__Stored records__
----

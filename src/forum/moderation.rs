use crate::config::ModerationConfig;

const TOXIC_TERMS: &[&str] = &[
    "idiot",
    "stupid",
    "moron",
    "loser",
    "pathetic",
    "worthless",
    "shut up",
    "hate you",
    "kill yourself",
    "kys",
    "freak",
    "disgusting",
];

const SCORE_PER_TERM: f64 = 0.35;

/// Outcome of screening a post or reply.
#[derive(Debug, Clone, Copy, PartialEq)]
pub struct Screening {
    pub toxicity_score: Option<f64>,
    pub flagged: bool,
    pub hold_for_review: bool,
}

impl Screening {
    pub fn clean() -> Self {
        Self {
            toxicity_score: None,
            flagged: false,
            hold_for_review: false,
        }
    }
}

/// Score of `text` against the toxic term list, in [0, 1].
pub fn toxicity_score(text: &str) -> f64 {
    let lowered = text.to_lowercase();
    let tokens: Vec<&str> = lowered
        .split(|c: char| !c.is_alphanumeric())
        .filter(|t| !t.is_empty())
        .collect();

    let hits = TOXIC_TERMS
        .iter()
        .filter(|term| {
            if term.contains(' ') {
                lowered.contains(*term)
            } else {
                tokens.contains(*term)
            }
        })
        .count();
    (hits as f64 * SCORE_PER_TERM).min(1.0)
}

pub fn screen(config: &ModerationConfig, text: &str) -> Screening {
    if !config.enabled {
        return Screening::clean();
    }
    let score = toxicity_score(text);
    Screening {
        toxicity_score: Some(score),
        flagged: score >= config.toxicity_threshold,
        hold_for_review: score >= config.auto_flag_threshold,
    }
}

#[cfg(test)]
mod tests {
    use super::*;

    #[test]
    fn kind_text_scores_zero() {
        assert_eq!(toxicity_score("You are doing great, keep going!"), 0.0);
    }

    #[test]
    fn terms_count_once_and_cap() {
        assert!((toxicity_score("idiot idiot IDIOT") - 0.35).abs() < 1e-9);
        assert_eq!(toxicity_score("stupid idiot loser moron"), 1.0);
    }

    #[test]
    fn substrings_of_words_do_not_count() {
        assert_eq!(toxicity_score("skyscraper"), 0.0);
    }

    #[test]
    fn thresholds_decide_flag_and_hold() {
        let config = ModerationConfig::default();

        let mild = screen(&config, "that was stupid");
        assert!(!mild.flagged && !mild.hold_for_review);

        let flagged = screen(&config, "you stupid idiot");
        assert!(flagged.flagged);
        assert!(!flagged.hold_for_review);

        let held = screen(&config, "shut up you stupid idiot");
        assert!(held.flagged && held.hold_for_review);
    }

    #[test]
    fn disabled_moderation_passes_everything() {
        let config = ModerationConfig {
            enabled: false,
            ..ModerationConfig::default()
        };
        assert_eq!(screen(&config, "stupid idiot loser"), Screening::clean());
    }
}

----

__Activity__
Could you output each line above exactly as it was given?

__Written solution__
filename src/forum/moderation.rs
use crate::config::ModerationConfig;

const TOXIC_TERMS: &[&str] = &[
    "idiot",
    "stupid",
    "moron",
    "loser",
    "pathetic",
    "worthless",
    "shut up",
    "hate you",
    "kill yourself",
    "kys",
    "freak",
    "disgusting",
];

const SCORE_PER_TERM: f64 = 0.35;

/// Outcome of screening a post or reply.
#[derive(Debug, Clone, Copy, PartialEq)]
pub struct Screening {
    pub toxicity_score: Option<f64>,
    pub flagged: bool,
    pub hold_for_review: bool,
}

impl Screening {
    pub fn clean() -> Self {
        Self {
            toxicity_score: None,
            flagged: false,
            hold_for_review: false,
        }
    }
}

/// Score of `text` against the toxic term list, in [0, 1].
pub fn toxicity_score(text: &str) -> f64 {
    let lowered = text.to_lowercase();
    let tokens: Vec<&str> = lowered
        .split(|c: char| !c.is_alphanumeric())
        .filter(|t| !t.is_empty())
        .collect();

    let hits = TOXIC_TERMS
        .iter()
        .filter(|term| {
            if term.contains(' ') {
                lowered.contains(*term)
            } else {
                tokens.contains(*term)
            }
        })
        .count();
    (hits as f64 * SCORE_PER_TERM).min(1.0)
}

pub fn screen(config: &ModerationConfig, text: &str) -> Screening {
    if !config.enabled {
        return Screening::clean();
    }
    let score = toxicity_score(text);
    Screening {
        toxicity_score: Some(score),
        flagged: score >= config.toxicity_threshold,
        hold_for_review: score >= config.auto_flag_threshold,
    }
}

#[cfg(test)]
mod tests {
    use super::*;

    #[test]
    fn kind_text_scores_zero() {
        assert_eq!(toxicity_score("You are doing great, keep going!"), 0.0);
    }

    #[test]
    fn terms_count_once_and_cap() {
        assert!((toxicity_score("idiot idiot IDIOT") - 0.35).abs() < 1e-9);
        assert_eq!(toxicity_score("stupid idiot loser moron"), 1.0);
    }

    #[test]
    fn substrings_of_words_do_not_count() {
        assert_eq!(toxicity_score("skyscraper"), 0.0);
    }

    #[test]
    fn thresholds_decide_flag_and_hold() {
        let config = ModerationConfig::default();

        let mild = screen(&config, "that was stupid");
        assert!(!mild.flagged && !mild.hold_for_review);

        let flagged = screen(&config, "you stupid idiot");
        assert!(flagged.flagged);
        assert!(!flagged.hold_for_review);

        let held = screen(&config, "shut up you stupid idiot");
        assert!(held.flagged && held.hold_for_review);
    }

    #[test]
    fn disabled_moderation_passes_everything() {
        let config = ModerationConfig {
            enabled: false,
            ..ModerationConfig::default()
        };
        assert_eq!(screen(&config, "stupid idiot loser"), Screening::clean());
    }
}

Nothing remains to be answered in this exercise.